Exercise prompt: Which lines come from the start of the records through the line that holds "use crate::database::models::ChatRecord;"? Write them out word for word.

=== Given data ===

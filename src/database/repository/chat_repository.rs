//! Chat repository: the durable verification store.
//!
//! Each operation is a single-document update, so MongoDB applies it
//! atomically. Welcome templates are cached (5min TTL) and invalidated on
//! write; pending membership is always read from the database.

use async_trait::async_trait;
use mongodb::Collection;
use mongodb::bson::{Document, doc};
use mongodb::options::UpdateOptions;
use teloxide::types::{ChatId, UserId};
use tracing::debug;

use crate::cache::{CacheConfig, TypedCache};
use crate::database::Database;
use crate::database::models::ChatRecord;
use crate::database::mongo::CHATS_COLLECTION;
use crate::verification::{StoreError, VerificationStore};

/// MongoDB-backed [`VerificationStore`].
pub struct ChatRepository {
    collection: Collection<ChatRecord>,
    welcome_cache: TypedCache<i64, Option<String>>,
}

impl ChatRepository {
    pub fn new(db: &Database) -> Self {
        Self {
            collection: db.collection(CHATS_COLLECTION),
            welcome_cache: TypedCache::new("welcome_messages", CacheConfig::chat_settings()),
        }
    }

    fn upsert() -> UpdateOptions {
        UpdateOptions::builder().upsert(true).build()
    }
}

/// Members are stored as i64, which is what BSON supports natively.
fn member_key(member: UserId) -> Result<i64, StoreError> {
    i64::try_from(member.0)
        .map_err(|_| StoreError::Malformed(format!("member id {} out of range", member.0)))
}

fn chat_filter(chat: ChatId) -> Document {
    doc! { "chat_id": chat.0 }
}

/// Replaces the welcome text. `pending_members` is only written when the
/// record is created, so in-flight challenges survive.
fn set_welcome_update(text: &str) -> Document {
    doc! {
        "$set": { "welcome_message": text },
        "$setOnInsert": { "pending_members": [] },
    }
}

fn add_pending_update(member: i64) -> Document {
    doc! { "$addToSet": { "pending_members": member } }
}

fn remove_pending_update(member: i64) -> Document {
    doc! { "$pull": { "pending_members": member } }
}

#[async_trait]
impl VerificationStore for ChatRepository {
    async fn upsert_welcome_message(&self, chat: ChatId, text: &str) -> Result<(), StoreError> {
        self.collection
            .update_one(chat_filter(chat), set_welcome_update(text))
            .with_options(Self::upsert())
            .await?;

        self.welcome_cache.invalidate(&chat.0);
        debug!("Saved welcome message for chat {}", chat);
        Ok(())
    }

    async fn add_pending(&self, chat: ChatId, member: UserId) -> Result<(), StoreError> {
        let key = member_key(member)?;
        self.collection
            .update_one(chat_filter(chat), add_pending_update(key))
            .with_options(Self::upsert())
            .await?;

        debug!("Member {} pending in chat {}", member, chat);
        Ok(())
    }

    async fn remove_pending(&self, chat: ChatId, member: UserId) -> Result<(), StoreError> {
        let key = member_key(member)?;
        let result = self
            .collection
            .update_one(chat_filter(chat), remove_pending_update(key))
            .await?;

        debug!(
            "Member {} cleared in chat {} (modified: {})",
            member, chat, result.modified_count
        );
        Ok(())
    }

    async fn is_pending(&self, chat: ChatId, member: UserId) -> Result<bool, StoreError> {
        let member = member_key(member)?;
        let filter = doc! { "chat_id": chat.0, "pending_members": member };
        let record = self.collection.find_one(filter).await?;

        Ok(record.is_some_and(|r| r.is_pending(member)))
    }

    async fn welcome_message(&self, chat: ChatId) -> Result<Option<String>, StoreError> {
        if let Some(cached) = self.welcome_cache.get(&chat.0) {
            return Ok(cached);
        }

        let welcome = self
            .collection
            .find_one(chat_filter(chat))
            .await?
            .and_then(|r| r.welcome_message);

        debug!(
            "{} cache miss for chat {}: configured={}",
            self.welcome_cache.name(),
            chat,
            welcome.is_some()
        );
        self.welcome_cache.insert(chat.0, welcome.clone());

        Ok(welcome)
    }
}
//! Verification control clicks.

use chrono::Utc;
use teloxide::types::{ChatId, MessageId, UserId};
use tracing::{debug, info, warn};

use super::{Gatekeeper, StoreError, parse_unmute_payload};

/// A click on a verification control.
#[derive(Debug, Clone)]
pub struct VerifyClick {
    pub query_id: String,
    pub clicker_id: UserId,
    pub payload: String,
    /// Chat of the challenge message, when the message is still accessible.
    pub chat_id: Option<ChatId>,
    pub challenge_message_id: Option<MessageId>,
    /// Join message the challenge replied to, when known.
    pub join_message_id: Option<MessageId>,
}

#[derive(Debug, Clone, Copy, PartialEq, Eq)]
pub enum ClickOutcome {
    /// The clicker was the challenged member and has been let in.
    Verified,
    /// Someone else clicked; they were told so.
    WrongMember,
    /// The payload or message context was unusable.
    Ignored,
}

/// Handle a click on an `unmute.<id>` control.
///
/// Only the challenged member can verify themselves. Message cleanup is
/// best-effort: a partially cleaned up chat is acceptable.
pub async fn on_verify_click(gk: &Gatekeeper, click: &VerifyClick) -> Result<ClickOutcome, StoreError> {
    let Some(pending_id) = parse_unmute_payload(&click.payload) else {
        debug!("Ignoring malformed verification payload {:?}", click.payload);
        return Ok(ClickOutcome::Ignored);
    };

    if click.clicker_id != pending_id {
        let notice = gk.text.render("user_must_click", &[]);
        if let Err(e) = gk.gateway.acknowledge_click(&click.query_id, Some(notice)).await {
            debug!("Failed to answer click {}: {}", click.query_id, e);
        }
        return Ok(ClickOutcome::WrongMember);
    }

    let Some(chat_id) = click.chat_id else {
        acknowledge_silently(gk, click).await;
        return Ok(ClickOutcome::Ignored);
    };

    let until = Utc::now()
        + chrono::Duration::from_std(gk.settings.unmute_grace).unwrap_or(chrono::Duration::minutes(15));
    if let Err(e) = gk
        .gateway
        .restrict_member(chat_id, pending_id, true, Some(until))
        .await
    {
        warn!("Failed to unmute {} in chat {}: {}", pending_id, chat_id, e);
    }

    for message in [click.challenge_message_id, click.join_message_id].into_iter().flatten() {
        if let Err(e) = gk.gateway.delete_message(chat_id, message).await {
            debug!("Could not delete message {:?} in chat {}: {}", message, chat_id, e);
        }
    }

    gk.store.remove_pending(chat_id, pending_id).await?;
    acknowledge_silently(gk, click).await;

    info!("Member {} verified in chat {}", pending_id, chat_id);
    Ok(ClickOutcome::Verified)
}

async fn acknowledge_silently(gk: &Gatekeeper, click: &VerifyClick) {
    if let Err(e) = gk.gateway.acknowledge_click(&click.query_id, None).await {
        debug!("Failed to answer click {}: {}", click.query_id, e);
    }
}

===

Answer to the problem:
filename src/database/repository/chat_repository.rs
//! Chat repository: the durable verification store.
//!
//! Each operation is a single-document update, so MongoDB applies it
//! atomically. Welcome templates are cached (5min TTL) and invalidated on
//! write; pending membership is always read from the database.

use async_trait::async_trait;
use mongodb::Collection;
use mongodb::bson::{Document, doc};
use mongodb::options::UpdateOptions;
use teloxide::types::{ChatId, UserId};
use tracing::debug;

use crate::cache::{CacheConfig, TypedCache};
use crate::database::Database;
use crate::database::models::ChatRecord;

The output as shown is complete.